*** Begin section ***
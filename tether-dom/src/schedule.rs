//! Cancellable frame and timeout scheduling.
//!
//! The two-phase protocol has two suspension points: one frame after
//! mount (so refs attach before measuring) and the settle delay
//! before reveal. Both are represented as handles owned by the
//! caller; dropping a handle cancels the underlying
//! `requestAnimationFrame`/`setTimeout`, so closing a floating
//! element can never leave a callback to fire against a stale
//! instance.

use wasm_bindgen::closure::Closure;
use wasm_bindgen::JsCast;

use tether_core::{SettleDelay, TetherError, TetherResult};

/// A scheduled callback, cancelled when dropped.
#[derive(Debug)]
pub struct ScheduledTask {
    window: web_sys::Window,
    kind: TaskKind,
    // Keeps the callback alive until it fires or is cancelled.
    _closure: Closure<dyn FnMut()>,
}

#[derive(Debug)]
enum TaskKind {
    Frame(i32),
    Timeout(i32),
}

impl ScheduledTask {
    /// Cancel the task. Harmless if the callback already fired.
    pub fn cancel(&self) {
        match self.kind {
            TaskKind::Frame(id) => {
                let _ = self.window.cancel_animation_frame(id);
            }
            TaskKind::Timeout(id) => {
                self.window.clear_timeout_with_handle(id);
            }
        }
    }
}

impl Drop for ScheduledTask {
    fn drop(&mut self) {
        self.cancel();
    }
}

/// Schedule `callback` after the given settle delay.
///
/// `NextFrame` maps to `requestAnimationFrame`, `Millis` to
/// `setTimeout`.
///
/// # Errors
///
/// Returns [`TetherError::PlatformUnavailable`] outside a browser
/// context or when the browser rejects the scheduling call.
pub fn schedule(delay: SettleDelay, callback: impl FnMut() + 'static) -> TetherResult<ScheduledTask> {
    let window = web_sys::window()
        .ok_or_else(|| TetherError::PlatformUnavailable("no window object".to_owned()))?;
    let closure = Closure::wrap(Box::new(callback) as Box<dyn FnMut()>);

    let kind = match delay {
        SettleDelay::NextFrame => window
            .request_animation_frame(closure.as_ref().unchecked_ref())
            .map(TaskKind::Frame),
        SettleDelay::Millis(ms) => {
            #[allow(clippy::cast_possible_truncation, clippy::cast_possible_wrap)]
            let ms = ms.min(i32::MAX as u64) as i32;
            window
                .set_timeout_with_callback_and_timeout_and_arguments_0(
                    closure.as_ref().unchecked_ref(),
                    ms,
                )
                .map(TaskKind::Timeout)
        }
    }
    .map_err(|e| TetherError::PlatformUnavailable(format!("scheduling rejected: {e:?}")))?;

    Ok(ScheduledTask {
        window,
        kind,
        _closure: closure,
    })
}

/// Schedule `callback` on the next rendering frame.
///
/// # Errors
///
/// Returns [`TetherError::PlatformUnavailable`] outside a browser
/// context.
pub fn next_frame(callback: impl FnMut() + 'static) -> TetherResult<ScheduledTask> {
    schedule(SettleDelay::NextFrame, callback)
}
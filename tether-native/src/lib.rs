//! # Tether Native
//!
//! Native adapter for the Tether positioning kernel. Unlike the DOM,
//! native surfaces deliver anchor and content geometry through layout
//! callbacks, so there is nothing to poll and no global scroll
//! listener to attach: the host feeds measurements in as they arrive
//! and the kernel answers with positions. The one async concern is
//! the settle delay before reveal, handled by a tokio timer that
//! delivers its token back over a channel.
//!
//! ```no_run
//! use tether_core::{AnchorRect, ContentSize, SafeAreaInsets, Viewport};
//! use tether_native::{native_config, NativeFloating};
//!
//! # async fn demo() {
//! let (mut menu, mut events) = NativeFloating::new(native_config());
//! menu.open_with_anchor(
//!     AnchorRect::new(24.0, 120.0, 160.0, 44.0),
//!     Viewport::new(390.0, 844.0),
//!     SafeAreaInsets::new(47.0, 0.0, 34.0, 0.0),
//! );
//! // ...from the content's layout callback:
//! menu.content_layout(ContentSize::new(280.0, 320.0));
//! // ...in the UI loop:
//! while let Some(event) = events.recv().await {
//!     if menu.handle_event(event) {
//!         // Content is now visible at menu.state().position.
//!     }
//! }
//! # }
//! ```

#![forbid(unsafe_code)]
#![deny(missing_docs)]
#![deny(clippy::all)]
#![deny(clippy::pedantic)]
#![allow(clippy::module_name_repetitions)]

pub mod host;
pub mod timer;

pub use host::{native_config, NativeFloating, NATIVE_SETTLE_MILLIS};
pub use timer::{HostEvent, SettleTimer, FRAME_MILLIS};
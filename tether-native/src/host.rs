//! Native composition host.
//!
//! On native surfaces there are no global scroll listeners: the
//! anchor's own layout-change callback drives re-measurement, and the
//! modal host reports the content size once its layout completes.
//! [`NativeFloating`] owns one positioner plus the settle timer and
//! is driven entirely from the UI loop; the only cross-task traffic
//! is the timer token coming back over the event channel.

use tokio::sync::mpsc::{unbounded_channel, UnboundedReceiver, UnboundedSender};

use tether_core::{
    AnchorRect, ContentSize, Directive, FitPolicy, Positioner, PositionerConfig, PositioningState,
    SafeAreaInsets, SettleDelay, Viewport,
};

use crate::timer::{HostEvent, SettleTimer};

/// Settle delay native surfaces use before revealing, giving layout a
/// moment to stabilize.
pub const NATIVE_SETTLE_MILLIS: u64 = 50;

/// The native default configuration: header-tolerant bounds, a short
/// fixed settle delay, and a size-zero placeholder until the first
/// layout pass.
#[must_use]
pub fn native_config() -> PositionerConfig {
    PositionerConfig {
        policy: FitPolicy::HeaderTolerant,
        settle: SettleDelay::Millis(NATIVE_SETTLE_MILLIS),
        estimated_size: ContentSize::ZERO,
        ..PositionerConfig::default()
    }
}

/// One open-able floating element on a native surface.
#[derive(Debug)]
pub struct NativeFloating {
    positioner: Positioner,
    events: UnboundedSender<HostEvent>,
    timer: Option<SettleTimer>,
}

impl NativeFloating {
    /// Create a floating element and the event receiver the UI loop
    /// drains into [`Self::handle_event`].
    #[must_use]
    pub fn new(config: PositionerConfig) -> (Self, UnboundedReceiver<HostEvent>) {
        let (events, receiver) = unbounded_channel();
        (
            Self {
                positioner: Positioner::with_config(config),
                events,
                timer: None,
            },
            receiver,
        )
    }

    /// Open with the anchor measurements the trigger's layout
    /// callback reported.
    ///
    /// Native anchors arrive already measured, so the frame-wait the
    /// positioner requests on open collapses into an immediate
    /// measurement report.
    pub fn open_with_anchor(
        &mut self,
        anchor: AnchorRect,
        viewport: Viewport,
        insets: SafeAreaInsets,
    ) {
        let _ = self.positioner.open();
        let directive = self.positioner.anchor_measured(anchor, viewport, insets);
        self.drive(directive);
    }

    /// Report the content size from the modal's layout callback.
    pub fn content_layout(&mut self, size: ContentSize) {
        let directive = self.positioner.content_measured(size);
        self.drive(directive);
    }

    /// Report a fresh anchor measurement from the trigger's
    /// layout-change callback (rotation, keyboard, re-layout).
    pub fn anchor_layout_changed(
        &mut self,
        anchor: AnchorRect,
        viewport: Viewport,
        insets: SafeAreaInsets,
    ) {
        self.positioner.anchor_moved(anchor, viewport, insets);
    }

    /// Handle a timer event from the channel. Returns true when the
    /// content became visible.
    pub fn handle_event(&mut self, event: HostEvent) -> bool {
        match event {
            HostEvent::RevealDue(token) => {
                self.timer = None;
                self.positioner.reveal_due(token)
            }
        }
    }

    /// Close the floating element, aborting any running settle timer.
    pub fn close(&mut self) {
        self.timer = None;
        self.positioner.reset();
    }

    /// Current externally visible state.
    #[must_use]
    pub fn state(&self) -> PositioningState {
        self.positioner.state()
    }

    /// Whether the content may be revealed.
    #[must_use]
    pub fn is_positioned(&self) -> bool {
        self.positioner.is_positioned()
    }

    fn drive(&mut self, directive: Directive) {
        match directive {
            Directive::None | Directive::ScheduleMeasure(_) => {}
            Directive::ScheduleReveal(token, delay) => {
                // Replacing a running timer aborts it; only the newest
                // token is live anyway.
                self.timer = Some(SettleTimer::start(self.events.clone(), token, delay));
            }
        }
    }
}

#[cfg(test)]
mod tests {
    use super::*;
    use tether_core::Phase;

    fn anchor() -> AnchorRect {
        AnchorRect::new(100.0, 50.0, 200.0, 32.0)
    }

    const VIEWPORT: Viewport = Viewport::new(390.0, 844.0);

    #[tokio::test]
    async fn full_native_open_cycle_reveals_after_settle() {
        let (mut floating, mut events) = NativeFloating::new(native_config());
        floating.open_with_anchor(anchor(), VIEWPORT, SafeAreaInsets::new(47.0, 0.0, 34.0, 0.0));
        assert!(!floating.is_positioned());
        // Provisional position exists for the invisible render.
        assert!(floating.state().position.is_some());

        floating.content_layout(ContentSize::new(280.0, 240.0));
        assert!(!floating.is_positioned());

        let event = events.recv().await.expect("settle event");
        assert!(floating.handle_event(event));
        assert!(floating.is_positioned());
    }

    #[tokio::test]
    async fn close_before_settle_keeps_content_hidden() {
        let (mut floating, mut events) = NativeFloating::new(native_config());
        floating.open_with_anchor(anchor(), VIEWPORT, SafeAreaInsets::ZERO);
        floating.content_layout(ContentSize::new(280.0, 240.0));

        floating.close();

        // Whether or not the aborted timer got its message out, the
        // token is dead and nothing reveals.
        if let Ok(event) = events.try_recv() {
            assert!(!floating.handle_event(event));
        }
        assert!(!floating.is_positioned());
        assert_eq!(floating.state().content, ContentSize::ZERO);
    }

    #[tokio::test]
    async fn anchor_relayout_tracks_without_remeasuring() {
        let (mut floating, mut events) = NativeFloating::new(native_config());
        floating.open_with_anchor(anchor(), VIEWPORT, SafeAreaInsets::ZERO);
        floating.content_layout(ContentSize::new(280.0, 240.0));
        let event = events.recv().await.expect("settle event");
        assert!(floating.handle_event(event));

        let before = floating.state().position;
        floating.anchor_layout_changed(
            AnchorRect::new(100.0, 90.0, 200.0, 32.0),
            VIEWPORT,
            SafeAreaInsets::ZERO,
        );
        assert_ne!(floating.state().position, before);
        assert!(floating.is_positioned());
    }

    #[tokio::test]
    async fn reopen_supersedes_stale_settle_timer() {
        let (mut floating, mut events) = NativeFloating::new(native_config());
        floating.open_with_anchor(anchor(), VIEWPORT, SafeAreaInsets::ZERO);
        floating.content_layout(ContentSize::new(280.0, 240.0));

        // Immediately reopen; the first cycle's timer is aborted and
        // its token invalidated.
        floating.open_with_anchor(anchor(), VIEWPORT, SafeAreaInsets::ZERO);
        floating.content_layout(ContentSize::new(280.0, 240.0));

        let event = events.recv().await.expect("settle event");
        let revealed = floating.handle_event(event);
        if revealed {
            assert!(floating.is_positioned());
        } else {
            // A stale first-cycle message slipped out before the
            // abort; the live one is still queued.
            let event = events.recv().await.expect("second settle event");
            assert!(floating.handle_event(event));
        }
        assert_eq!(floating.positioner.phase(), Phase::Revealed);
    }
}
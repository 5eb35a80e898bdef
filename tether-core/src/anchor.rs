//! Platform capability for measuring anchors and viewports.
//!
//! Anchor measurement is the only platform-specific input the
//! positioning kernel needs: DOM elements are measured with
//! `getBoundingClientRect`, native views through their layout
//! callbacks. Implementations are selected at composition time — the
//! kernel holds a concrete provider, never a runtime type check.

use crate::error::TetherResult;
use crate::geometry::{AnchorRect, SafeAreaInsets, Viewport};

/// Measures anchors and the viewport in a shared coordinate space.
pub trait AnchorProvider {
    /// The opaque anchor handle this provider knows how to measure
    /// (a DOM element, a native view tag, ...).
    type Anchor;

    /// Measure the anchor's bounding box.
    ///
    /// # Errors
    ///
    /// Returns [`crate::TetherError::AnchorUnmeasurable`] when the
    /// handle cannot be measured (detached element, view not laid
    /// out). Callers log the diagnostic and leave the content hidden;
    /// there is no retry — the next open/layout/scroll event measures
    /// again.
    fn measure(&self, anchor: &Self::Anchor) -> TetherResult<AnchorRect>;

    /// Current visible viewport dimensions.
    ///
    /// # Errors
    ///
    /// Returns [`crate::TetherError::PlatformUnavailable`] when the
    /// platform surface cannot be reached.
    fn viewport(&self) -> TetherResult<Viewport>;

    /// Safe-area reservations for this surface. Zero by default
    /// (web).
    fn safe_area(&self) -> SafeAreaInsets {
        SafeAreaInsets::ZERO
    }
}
*** End section ***
_Activity:_
In the records, how many lines include the string "from"? The answer is that number alone.

_Written response:_
5